Every physiological process in the body requires energy. Energy is needed for the organism to function, to grow and to engage in physical activity, and is stored in food in the form of proteins, fats and carbohydrates.

Fat contains twice as much energy as protein or carbohydrate, and is therefore an important source of energy. It also contains the essential polyunsaturated1 fatty acids and is a vehicle2 for the fat-soluble vitamins A.D.E and K. Apart from its nutritional aspects, fat also gives food taste and consistency, and is an excellent vehicle for flavourings.
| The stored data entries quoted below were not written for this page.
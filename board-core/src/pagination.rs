use crate::state::ListQuery;

#[derive(Debug, Clone, Copy, PartialEq, Eq)]
/// Вид элемента пагинации.
pub enum ControlKind {
    /// «Предыдущая страница».
    Previous,
    /// Номер страницы.
    Page(u32),
    /// «Следующая страница».
    Next,
}

#[derive(Debug, Clone, PartialEq, Eq)]
/// Один элемент пагинации.
pub struct PageControl {
    /// Вид элемента.
    pub kind: ControlKind,
    /// Страница, которую откроет элемент.
    pub target: u32,
    /// Элемент соответствует текущей странице.
    pub active: bool,
    /// Элемент неактивен (первая/последняя страница).
    pub disabled: bool,
}

impl PageControl {
    /// Подпись элемента.
    pub fn label(&self) -> String {
        match self.kind {
            ControlKind::Previous => "«".to_string(),
            ControlKind::Page(page) => page.to_string(),
            ControlKind::Next => "»".to_string(),
        }
    }
}

/// Пагинация, построенная для одной отрисовки списка.
///
/// Хранит строку поиска, с которой был загружен список: все переходы
/// открывают страницы с тем же поиском.
#[derive(Debug, Clone, PartialEq, Eq)]
pub struct Pagination {
    /// Текущая страница.
    pub current_page: u32,
    /// Всего страниц.
    pub total_pages: u32,
    /// Строка поиска загруженного списка.
    pub search: String,
    /// Элементы слева направо: «, 1..=N, ».
    pub controls: Vec<PageControl>,
}

impl Pagination {
    /// Строит пагинацию. Для `total_pages <= 1` возвращает `None`.
    ///
    /// `current_page` прижимается к диапазону `1..=total_pages`.
    pub fn build(total_pages: u32, current_page: u32, search: &str) -> Option<Self> {
        if total_pages <= 1 {
            return None;
        }

        let current_page = current_page.clamp(1, total_pages);
        let mut controls = Vec::with_capacity(total_pages as usize + 2);

        controls.push(PageControl {
            kind: ControlKind::Previous,
            target: current_page.saturating_sub(1).max(1),
            active: false,
            disabled: current_page == 1,
        });

        controls.extend((1..=total_pages).map(|page| PageControl {
            kind: ControlKind::Page(page),
            target: page,
            active: page == current_page,
            disabled: false,
        }));

        controls.push(PageControl {
            kind: ControlKind::Next,
            target: (current_page + 1).min(total_pages),
            active: false,
            disabled: current_page == total_pages,
        });

        Some(Self {
            current_page,
            total_pages,
            search: search.to_string(),
            controls,
        })
    }

    /// Только номера страниц.
    pub fn page_links(&self) -> impl Iterator<Item = &PageControl> {
        self.controls
            .iter()
            .filter(|control| matches!(control.kind, ControlKind::Page(_)))
    }

    /// Запрос, который выполнит элемент; `None` для неактивного.
    pub fn query_for(&self, control: &PageControl) -> Option<ListQuery> {
        if control.disabled {
            return None;
        }
        Some(ListQuery::new(control.target, self.search.clone()))
    }
}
In the body fat provides support and protection for internal organs and provides an important reserve of energy.

The body makes its own fatty acids, but only those that are saturated and mono-unsaturated. The essential polyunsaturated fatty acids can be produced only by plants and so have to be supplied via foods.

1 – to saturate – насыщать

2 – vehicle – связующее вещество

Text № 4 «PROTEINS AND PROTOPLASM»

Proteins represent the stream1 of life. They make up the vital part of that essential jelly material of the living cell – the protoplasm. The beginning of life on this and perhaps a few other planets must have been associated with the formation of proteins. This word means “to take first place”, for there is no life without proteins. If you would like to see proteins, look over your own body, or you can look at one that is practically pure, that is the white of an egg, which is almost all protein or albumen and water. Usually these lost essential of life’s materials have the indefinite and glue-like form known as a colloid though some of them have been separated as pure and definite crystals. Though the detailed2 structures of the molecules are complex, there are only a few chemical elements which enter into their composition. Most proteins contain 51 to 55 per cent carbon, about 7 per cent hydrogen, 20 to 23 per cent oxygen, 15.5 to 18.7 nitrogen, 0.3 to 2.0 per cent sulphur. Some of them also contain a little phosphorus or iron. Nature makes some tremendous structures out of these few materials.

1 – течение, основа

2 – мельчайший

 

 

Text № 5 «VITAMINS»

Vitamins are organic compounds essential for the normal functioning of the body, and usually obtained from foods. Vitamins are present in minute quantities compared to the other utilizable components of the diet - proteins, fats, carbohydrates, and minerals.

Almost all knowledge of the vitamins has been obtained during the 20th century. The discovery of the vitamins has primarily been the result of two lines of investigation: the study of nutritional disease in people and the feeding of purified diets of known composition to experimental animals. In this way vitamin deficiency diseases, known as avitaminoses, have been described.

Synthetic and natural vitamins usually have the same biological value. The use of vitamins has been the subject of different research. The principal members of the vitamin groups are A, B, C, D, E, K. The functions of the vitamins are extremely varied and important for health, development and growth.